Why Does Any of This Even Matter?
Given the complexity and subtlety in determining where a species fits within these categories at any given time in any given place, it is fair to ask the question: is it worth the effort to categorize species like this? Is this a useful framework for understanding and articulating our relationships to different species? Yes, it matters, because history matters. To understand where we are now, we must understand how we got here. The evolutionary history of a species and the impacts of human history on it provide important context for understanding the roles these species play in their current locations.
The Point of It All
Invasive plants and pests have greatly altered our forests here in Pennsylvania. American chestnut blight, Dutch elm disease, hemlock wooly adelgid, spongy moth, emerald ash borer and spotted lanternfly are all great examples of how destructive and uncontrollable an invasive species can be once escaped. Yet, it is also luckily true that only about 1% of the species introduced to a new environment become invasive. To take the stance that any and all plant and animal trade needs to stop in order to stop these problems would be an unreasonable and unachievable position. Rather, mitigation and prevention are the best options. A key step in the path to mitigation and prevention is public education. So thank you for taking the time here to understand the details and nuances of these terms.

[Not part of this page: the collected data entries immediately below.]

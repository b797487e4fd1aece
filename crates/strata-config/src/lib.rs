//! # strata-config
//!
//! Configuration management for Strata store files.
//!
//! Loads configuration from:
//! 1. `~/.strata/config.toml` (global)
//! 2. `.strata/config.toml` (project-local, overrides global)
//! 3. Environment variables (highest priority)

pub mod logging;
pub mod testing;

use once_cell::sync::Lazy;
use serde::{Deserialize, Serialize};
use std::path::{Path, PathBuf};
use std::sync::{PoisonError, RwLock};
use tracing::debug;

/// Default root directory of the storage tree
pub const DEFAULT_ROOT_DIR: &str = "/var/lib/strata";

/// Global config instance
static CONFIG: Lazy<RwLock<Config>> = Lazy::new(|| RwLock::new(Config::load().unwrap_or_default()));

/// Get global config (read-only)
pub fn config() -> std::sync::RwLockReadGuard<'static, Config> {
    CONFIG.read().unwrap_or_else(PoisonError::into_inner)
}

/// Reload config from disk
pub fn reload() -> Result<(), ConfigError> {
    let new_config = Config::load()?;
    *CONFIG.write().unwrap_or_else(PoisonError::into_inner) = new_config;
    Ok(())
}

#[derive(Debug, thiserror::Error)]
pub enum ConfigError {
    #[error("IO error: {0}")]
    Io(#[from] std::io::Error),
    #[error("TOML parse error: {0}")]
    Toml(#[from] toml::de::Error),
    #[error("TOML render error: {0}")]
    TomlSer(#[from] toml::ser::Error),
}

/// Main configuration structure
#[derive(Debug, Clone, Default, PartialEq, Serialize, Deserialize)]
#[serde(default)]
pub struct Config {
    pub layout: LayoutConfig,
    pub cache: CacheConfig,
    pub local_fs: LocalFsConfig,
}

impl Config {
    /// Load config from standard locations
    pub fn load() -> Result<Self, ConfigError> {
        let mut config = Config::default();

        // 1. Load global config (~/.strata/config.toml)
        if let Some(global_path) = Self::global_config_path() {
            if global_path.exists() {
                debug!("Loading global config from {:?}", global_path);
                config = Self::load_file(&global_path)?;
            }
        }

        // 2. Load project config (.strata/config.toml) - overrides global
        let project_path = Self::project_config_path();
        if project_path.exists() {
            debug!("Loading project config from {:?}", project_path);
            config.merge(Self::load_file(&project_path)?);
        }

        // 3. Apply environment variable overrides
        config.apply_env_overrides();

        Ok(config)
    }

    /// Parse a single config file without merging or env overrides.
    pub fn load_file(path: &Path) -> Result<Self, ConfigError> {
        let contents = std::fs::read_to_string(path)?;
        Ok(toml::from_str(&contents)?)
    }

    /// Global config path: ~/.strata/config.toml
    pub fn global_config_path() -> Option<PathBuf> {
        dirs::home_dir().map(|h| h.join(".strata/config.toml"))
    }

    /// Project config path: .strata/config.toml
    pub fn project_config_path() -> PathBuf {
        PathBuf::from(".strata/config.toml")
    }

    /// Merge another config (project overrides).
    ///
    /// A section replaces ours only when it differs from its defaults.
    pub fn merge(&mut self, other: Config) {
        if other.layout != LayoutConfig::default() {
            self.layout = other.layout;
        }
        if other.cache != CacheConfig::default() {
            self.cache = other.cache;
        }
        if other.local_fs != LocalFsConfig::default() {
            self.local_fs = other.local_fs;
        }
    }

    /// Apply environment variable overrides
    fn apply_env_overrides(&mut self) {
        if let Ok(path) = std::env::var("STRATA_ROOT_DIR") {
            self.layout.root_dir = PathBuf::from(path);
        }
        if let Ok(size) = std::env::var("STRATA_BLOCK_SIZE") {
            if let Ok(n) = size.parse() {
                self.local_fs.block_size = n;
            }
        }
    }

    /// Generate default config TOML string
    pub fn default_toml() -> Result<String, ConfigError> {
        Config::default().to_toml()
    }

    /// Render this config as TOML
    pub fn to_toml(&self) -> Result<String, ConfigError> {
        Ok(toml::to_string_pretty(self)?)
    }
}

/// Directory layout of the storage tree.
///
/// Store files live at `<root_dir>/<data_dir>/<namespace>/<table>/<region>/<family>/<file>`.
#[derive(Debug, Clone, PartialEq, Eq, Serialize, Deserialize)]
#[serde(default)]
pub struct LayoutConfig {
    /// Root of the storage tree
    pub root_dir: PathBuf,
    /// Live table data, relative to the root
    pub data_dir: String,
    /// Archived (compacted away but still linked) files, relative to the root
    pub archive_dir: String,
    /// In-flight files, relative to the root
    pub temp_dir: String,
    /// Namespace used when a link name carries none
    pub default_namespace: String,
    /// Number of parents from a store file up to its table directory
    pub table_dir_depth: usize,
}

impl Default for LayoutConfig {
    fn default() -> Self {
        Self {
            root_dir: PathBuf::from(DEFAULT_ROOT_DIR),
            data_dir: "data".to_string(),
            archive_dir: "archive".to_string(),
            temp_dir: ".tmp".to_string(),
            default_namespace: "default".to_string(),
            table_dir_depth: 3,
        }
    }
}

impl LayoutConfig {
    /// Layout rooted at `root_dir` with every other setting at its default.
    pub fn with_root(root_dir: impl Into<PathBuf>) -> Self {
        Self {
            root_dir: root_dir.into(),
            ..Self::default()
        }
    }

    /// `<root>/<data>`
    pub fn data_root(&self) -> PathBuf {
        self.root_dir.join(&self.data_dir)
    }

    /// `<root>/<archive>/<data>`
    pub fn archive_root(&self) -> PathBuf {
        self.root_dir.join(&self.archive_dir).join(&self.data_dir)
    }

    /// `<root>/<temp>/<data>`
    pub fn temp_root(&self) -> PathBuf {
        self.root_dir.join(&self.temp_dir).join(&self.data_dir)
    }

    /// `<root>/<data>/<namespace>/<table>`
    pub fn table_dir(&self, namespace: &str, table: &str) -> PathBuf {
        self.data_root().join(namespace).join(table)
    }

    /// `<root>/<data>/<namespace>/<table>/<region>/<family>`
    pub fn family_dir(&self, namespace: &str, table: &str, region: &str, family: &str) -> PathBuf {
        self.table_dir(namespace, table).join(region).join(family)
    }
}

/// Cache/read context handed to reader construction
#[derive(Debug, Clone, PartialEq, Eq, Serialize, Deserialize)]
#[serde(default)]
pub struct CacheConfig {
    /// Buffer size wrapped around every opened stream
    pub read_buffer_size: usize,
}

impl Default for CacheConfig {
    fn default() -> Self {
        Self {
            read_buffer_size: 64 * 1024,
        }
    }
}

/// Local filesystem accessor settings
#[derive(Debug, Clone, PartialEq, Eq, Serialize, Deserialize)]
#[serde(default)]
pub struct LocalFsConfig {
    /// Block size used to tile files into block locations
    pub block_size: u64,
    /// Hosts reported as holding every local block
    pub hosts: Vec<String>,
}

impl Default for LocalFsConfig {
    fn default() -> Self {
        Self {
            block_size: 128 * 1024 * 1024,
            hosts: vec!["localhost".to_string()],
        }
    }
}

I hope this information leads to greater curiosity about the story that each plant and animal around us carries. I find that knowing a plant or animal’s native, naturalized, ornamental, or invasive status adds to my appreciation of my community. It solves mysteries, but also opens up interesting questions and leads to new observations. It inspires action to help our local ecosystems be their best. I want others to have that feeling, too.